### AIM OF THE TASK:
Go over the records and count each line that has the string "MissingDatasetName". Give the number and nothing else.

Dataset entries
Content starts

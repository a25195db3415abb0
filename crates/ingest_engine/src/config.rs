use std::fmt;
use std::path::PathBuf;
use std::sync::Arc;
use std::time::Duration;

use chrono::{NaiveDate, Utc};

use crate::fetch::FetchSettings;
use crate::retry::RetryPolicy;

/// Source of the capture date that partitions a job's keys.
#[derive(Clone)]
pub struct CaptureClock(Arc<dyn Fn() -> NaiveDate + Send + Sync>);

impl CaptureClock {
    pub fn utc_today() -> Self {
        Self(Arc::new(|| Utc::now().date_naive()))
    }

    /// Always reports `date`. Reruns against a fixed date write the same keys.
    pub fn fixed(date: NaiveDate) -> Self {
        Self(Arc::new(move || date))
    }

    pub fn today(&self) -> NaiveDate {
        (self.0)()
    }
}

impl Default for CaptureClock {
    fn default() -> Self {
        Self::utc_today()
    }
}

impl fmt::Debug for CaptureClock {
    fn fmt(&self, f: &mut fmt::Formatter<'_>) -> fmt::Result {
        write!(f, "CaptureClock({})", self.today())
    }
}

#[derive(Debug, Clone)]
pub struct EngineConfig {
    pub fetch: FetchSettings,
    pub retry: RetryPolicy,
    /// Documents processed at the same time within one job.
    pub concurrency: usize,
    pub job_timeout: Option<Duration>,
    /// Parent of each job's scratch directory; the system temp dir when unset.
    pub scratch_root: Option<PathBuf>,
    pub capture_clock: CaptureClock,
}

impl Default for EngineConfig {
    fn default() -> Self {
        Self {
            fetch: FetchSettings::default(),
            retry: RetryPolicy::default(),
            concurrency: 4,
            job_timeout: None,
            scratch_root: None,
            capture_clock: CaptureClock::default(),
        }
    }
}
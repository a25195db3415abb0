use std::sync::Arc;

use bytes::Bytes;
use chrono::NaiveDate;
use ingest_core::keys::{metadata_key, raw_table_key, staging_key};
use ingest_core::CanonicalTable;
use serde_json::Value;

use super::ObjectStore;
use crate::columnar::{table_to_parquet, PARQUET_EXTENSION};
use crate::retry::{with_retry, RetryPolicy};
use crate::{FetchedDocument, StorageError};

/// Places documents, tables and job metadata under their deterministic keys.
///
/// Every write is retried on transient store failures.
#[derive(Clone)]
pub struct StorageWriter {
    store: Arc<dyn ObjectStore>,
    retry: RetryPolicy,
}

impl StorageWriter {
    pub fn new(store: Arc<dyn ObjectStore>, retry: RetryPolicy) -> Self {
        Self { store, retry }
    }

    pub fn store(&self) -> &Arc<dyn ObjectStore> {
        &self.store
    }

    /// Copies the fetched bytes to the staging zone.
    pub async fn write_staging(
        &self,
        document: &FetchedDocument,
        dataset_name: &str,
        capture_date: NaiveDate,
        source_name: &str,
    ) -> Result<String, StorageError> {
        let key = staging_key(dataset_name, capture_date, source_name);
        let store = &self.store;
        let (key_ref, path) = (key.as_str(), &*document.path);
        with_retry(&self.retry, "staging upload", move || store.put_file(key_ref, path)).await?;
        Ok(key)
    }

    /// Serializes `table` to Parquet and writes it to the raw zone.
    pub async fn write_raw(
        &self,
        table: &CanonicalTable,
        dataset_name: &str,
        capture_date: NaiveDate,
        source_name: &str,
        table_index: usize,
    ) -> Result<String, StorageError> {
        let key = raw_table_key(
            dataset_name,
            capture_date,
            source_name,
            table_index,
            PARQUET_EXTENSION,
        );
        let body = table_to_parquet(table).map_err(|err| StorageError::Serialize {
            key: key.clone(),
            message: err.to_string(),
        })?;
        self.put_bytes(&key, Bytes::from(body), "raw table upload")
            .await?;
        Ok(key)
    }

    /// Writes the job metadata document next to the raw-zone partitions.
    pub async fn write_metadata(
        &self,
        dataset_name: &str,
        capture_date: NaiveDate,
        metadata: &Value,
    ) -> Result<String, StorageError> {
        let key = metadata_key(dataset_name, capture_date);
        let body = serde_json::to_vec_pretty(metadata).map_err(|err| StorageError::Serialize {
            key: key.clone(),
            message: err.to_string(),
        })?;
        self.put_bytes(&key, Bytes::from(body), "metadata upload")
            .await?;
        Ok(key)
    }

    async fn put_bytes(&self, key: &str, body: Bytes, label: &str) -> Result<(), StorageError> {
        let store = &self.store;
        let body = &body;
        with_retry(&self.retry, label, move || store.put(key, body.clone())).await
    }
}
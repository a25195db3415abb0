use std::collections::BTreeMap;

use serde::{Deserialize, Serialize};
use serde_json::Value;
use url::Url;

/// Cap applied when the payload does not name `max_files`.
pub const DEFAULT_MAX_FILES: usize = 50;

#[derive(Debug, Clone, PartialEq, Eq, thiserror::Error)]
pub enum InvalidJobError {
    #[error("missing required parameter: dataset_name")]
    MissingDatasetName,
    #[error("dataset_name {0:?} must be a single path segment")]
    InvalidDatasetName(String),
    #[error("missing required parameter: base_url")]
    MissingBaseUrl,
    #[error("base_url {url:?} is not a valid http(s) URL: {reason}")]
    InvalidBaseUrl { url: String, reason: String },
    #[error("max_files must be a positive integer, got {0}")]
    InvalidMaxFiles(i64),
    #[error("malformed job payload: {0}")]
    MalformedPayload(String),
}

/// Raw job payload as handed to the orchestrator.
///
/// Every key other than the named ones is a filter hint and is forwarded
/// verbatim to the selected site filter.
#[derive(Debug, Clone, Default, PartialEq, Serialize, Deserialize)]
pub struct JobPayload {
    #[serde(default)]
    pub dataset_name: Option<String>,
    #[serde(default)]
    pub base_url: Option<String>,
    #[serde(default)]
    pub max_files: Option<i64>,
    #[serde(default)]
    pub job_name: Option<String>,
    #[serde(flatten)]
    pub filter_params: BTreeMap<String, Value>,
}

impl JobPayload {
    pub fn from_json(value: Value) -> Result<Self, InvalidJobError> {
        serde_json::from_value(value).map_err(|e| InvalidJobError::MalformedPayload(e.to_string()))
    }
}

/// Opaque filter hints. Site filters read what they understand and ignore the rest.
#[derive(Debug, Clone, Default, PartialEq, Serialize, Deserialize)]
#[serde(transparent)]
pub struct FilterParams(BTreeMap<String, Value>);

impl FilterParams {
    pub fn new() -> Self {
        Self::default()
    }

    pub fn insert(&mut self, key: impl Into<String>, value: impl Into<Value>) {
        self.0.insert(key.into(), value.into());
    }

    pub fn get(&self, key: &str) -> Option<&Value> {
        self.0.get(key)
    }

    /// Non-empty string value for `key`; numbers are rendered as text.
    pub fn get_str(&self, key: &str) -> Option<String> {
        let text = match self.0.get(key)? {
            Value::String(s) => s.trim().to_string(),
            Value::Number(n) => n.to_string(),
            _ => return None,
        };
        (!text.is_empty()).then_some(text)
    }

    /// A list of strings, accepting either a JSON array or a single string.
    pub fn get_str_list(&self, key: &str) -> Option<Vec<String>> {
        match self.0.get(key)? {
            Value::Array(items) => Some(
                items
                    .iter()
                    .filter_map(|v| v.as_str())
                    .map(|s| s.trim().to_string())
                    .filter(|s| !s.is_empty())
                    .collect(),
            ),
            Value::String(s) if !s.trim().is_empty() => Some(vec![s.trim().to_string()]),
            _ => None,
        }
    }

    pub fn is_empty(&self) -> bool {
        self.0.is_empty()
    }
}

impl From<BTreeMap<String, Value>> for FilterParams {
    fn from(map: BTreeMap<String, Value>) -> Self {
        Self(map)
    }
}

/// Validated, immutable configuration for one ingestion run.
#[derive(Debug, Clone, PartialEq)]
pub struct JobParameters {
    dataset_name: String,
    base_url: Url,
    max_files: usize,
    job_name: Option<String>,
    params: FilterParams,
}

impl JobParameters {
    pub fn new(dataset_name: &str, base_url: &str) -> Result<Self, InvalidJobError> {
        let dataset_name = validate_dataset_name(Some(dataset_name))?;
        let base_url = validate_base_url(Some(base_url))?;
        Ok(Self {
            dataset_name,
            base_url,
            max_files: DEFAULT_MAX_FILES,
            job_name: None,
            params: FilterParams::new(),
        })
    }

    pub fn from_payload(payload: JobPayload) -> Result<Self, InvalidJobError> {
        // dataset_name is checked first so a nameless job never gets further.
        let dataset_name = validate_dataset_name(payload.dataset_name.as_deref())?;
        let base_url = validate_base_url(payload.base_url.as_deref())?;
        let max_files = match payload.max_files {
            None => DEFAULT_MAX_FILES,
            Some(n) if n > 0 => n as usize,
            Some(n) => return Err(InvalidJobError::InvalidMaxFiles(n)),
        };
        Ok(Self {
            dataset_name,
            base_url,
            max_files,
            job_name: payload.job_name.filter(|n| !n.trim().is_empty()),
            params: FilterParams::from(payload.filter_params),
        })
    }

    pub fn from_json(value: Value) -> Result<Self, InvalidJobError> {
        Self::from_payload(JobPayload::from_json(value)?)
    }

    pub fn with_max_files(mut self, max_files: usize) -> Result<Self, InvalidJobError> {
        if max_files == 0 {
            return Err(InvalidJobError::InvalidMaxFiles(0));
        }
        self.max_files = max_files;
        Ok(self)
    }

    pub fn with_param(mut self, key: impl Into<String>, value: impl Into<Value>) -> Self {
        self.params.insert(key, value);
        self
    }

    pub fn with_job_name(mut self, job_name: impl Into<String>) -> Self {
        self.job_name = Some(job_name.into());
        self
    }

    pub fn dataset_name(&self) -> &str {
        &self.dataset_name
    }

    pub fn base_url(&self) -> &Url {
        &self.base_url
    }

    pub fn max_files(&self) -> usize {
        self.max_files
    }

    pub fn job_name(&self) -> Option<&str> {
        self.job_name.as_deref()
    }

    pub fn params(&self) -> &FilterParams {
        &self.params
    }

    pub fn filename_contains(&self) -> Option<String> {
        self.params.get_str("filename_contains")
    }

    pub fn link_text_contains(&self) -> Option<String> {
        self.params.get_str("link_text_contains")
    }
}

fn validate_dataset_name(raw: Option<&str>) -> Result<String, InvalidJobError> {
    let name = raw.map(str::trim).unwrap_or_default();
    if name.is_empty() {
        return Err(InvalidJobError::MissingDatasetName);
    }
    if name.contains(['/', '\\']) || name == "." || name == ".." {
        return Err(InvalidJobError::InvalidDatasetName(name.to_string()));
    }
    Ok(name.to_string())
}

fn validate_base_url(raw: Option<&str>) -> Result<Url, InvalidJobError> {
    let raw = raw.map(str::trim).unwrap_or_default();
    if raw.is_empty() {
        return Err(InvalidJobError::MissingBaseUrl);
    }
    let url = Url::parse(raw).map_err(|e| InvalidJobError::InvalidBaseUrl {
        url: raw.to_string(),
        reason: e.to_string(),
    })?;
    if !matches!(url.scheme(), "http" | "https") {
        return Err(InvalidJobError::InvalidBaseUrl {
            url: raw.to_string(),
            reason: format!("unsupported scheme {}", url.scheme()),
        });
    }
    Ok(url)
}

Content ends

### RESULT:
2